The African surgeon should make the maximum impact at the lowest possible cost to as many people in a society as possible. “Our training in fields like intensive care and insight into pulmonology, gastroenterology and cardiology give us the possibility of expanding our roles in African medicine. We must also remember that we are trained physicians as well.

“Should people die or suffer tremendously while we can train a group of surgical specialists or retraining general surgeons to expand our impact on cardiothoracic disease in Africa using available technology maybe more creatively? We have made great progress in establishing an African School for Cardiothoracic Surgery.”

Prof. Smit also highlighted the role of the annual Hannes Meyer National Registrar Symposium that culminated in having an eight-strong international panel sponsored by the ICC of EACTS to present a scientific course as well as advanced surgical techniques in conjunction with the Hannes Meyer Symposium in 2010.

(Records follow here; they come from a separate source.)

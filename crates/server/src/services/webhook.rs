//! Order webhook client.
//!
//! Each submitted order is POSTed as a JSON object to the configured
//! endpoint. When a signing secret is configured the request carries:
//!
//! - `X-Commande-Timestamp`: Unix seconds at send time
//! - `X-Commande-Signature`: `sha256=<hex>` HMAC-SHA256 of
//!   `{timestamp}.{body}` keyed with the secret
//!
//! Only a 2xx response counts as delivered.

use hmac::{Hmac, Mac};
use reqwest::header::{CONTENT_TYPE, HeaderValue};
use secrecy::{ExposeSecret, SecretString};
use sha2::Sha256;
use thiserror::Error;
use tracing::instrument;
use url::Url;

use commande_core::OrderRecord;

use crate::config::WebhookConfig;

/// Signature header name.
pub const SIGNATURE_HEADER: &str = "x-commande-signature";

/// Timestamp header name.
pub const TIMESTAMP_HEADER: &str = "x-commande-timestamp";

/// Most bytes of a rejected response kept for logs and error reports.
pub const MAX_ERROR_BODY_BYTES: usize = 512;

type HmacSha256 = Hmac<Sha256>;

/// Errors that can occur when delivering an order.
#[derive(Debug, Error)]
pub enum WebhookError {
    /// The request could not be sent or timed out.
    #[error("webhook request failed: {0}")]
    Request(#[from] reqwest::Error),

    /// The endpoint answered with a non-2xx status.
    #[error("webhook returned {status}: {body}")]
    Status { status: u16, body: String },

    /// The client or payload could not be prepared.
    #[error("webhook client error: {0}")]
    Client(String),
}

/// HTTP client for the order webhook.
#[derive(Clone)]
pub struct WebhookClient {
    client: reqwest::Client,
    url: Url,
    signing_secret: Option<SecretString>,
}

impl std::fmt::Debug for WebhookClient {
    fn fmt(&self, f: &mut std::fmt::Formatter<'_>) -> std::fmt::Result {
        f.debug_struct("WebhookClient")
            .field("url", &self.url.as_str())
            .field("signed", &self.signing_secret.is_some())
            .finish_non_exhaustive()
    }
}

impl WebhookClient {
    /// Create a new webhook client.
    ///
    /// # Errors
    ///
    /// Returns `WebhookError::Request` if the HTTP client fails to build.
    pub fn new(config: &WebhookConfig) -> Result<Self, WebhookError> {
        let mut builder = reqwest::Client::builder();
        if let Some(timeout) = config.timeout {
            builder = builder.timeout(timeout);
        }

        Ok(Self {
            client: builder.build()?,
            url: config.url.clone(),
            signing_secret: config.signing_secret.clone(),
        })
    }

    /// Endpoint URL.
    #[must_use]
    pub const fn url(&self) -> &Url {
        &self.url
    }

    /// POST `record` to the endpoint.
    ///
    /// # Errors
    ///
    /// Returns `WebhookError::Request` on transport failure or timeout and
    /// `WebhookError::Status` for any non-2xx response.
    #[instrument(skip(self, record), fields(username = %record.username, product = %record.product))]
    pub async fn deliver(&self, record: &OrderRecord) -> Result<(), WebhookError> {
        let body =
            serde_json::to_vec(record).map_err(|e| WebhookError::Client(e.to_string()))?;

        let mut request = self
            .client
            .post(self.url.clone())
            .header(CONTENT_TYPE, HeaderValue::from_static("application/json"));

        if let Some(secret) = &self.signing_secret {
            let timestamp = chrono::Utc::now().timestamp().to_string();
            let signature = sign(secret, &timestamp, &body)?;
            request = request
                .header(TIMESTAMP_HEADER, timestamp)
                .header(SIGNATURE_HEADER, signature);
        }

        let response = request.body(body).send().await?;
        let status = response.status();

        if !status.is_success() {
            let body = error_body(response).await;
            tracing::warn!(status = status.as_u16(), "Webhook rejected order");
            return Err(WebhookError::Status {
                status: status.as_u16(),
                body,
            });
        }

        tracing::info!(status = status.as_u16(), "Order delivered to webhook");
        Ok(())
    }
}

/// Read at most [`MAX_ERROR_BODY_BYTES`] of a rejected response.
async fn error_body(mut response: reqwest::Response) -> String {
    let mut buf = Vec::new();
    while buf.len() < MAX_ERROR_BODY_BYTES {
        match response.chunk().await {
            Ok(Some(chunk)) => buf.extend_from_slice(&chunk),
            Ok(None) | Err(_) => break,
        }
    }
    buf.truncate(MAX_ERROR_BODY_BYTES);
    String::from_utf8_lossy(&buf).into_owned()
}

/// Compute the `X-Commande-Signature` value for `body` sent at `timestamp`.
///
/// # Errors
///
/// Returns `WebhookError::Client` if the key is rejected by the MAC.
pub fn sign(secret: &SecretString, timestamp: &str, body: &[u8]) -> Result<String, WebhookError> {
    let mut mac = HmacSha256::new_from_slice(secret.expose_secret().as_bytes())
        .map_err(|e| WebhookError::Client(e.to_string()))?;
    mac.update(timestamp.as_bytes());
    mac.update(b".");
    mac.update(body);
    Ok(format!("sha256={}", hex::encode(mac.finalize().into_bytes())))
}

Prof. Smit says South Africa is fast becoming the driving force in cardiothoracic surgery in Africa. South Africa is the only country that has the knowledge, technology and skills base to act as the springboard for the development of cardiothoracic surgery in Africa.

South Africa, however, is experiencing its own problems. Mortality has doubled in the years from 1997 to 2005 and half the population in the Free State dies between 40 to 44 years of age.

“If we do not need health professionals to determine the quality and quantity of service delivery to the population and do not want to involve them in this process, we can get rid of them, but then the political leaders making that decision must accept responsibility for the clinical outcomes and life expectancies of their fellow citizens.

“We surely cannot expect to impose the same medical legal principles on professionals working in unsafe hospitals and who have complained and made authorities aware of these conditions than upon those working in functional institutions. Either fixes the institutions or indemnifies medical personnel working in these conditions and defends the decision publicly.

“Why do I have to choose the three out of four patients that cannot have a lifesaving operation and will have to die on their own while the system pretends to deliver treatment to all?”

Prof. Smit says developing a service package with guidelines in the public domain will go a long way towards addressing this issue. It is also about time that we have to admit that things are simply not the same. Standards are deteriorating and training outcomes are or will be affected.

The people who make decisions that affect healthcare service delivery and outcomes, the quality of training platforms and research, in a word, the future of South African medicine, firstly need rules and boundaries. He also suggested that maybe the government should develop health policy in the public domain and then outsource healthcare delivery to people who can actually deliver including thousands of experts employed but ignored by the State at present.

“It is time that we all have to accept our responsibilities at all levels… and act decisively on matters that will determine the quality and quantity of medical care for this and future generations in South Africa and Africa. Time is running out,” Prof. Smit says.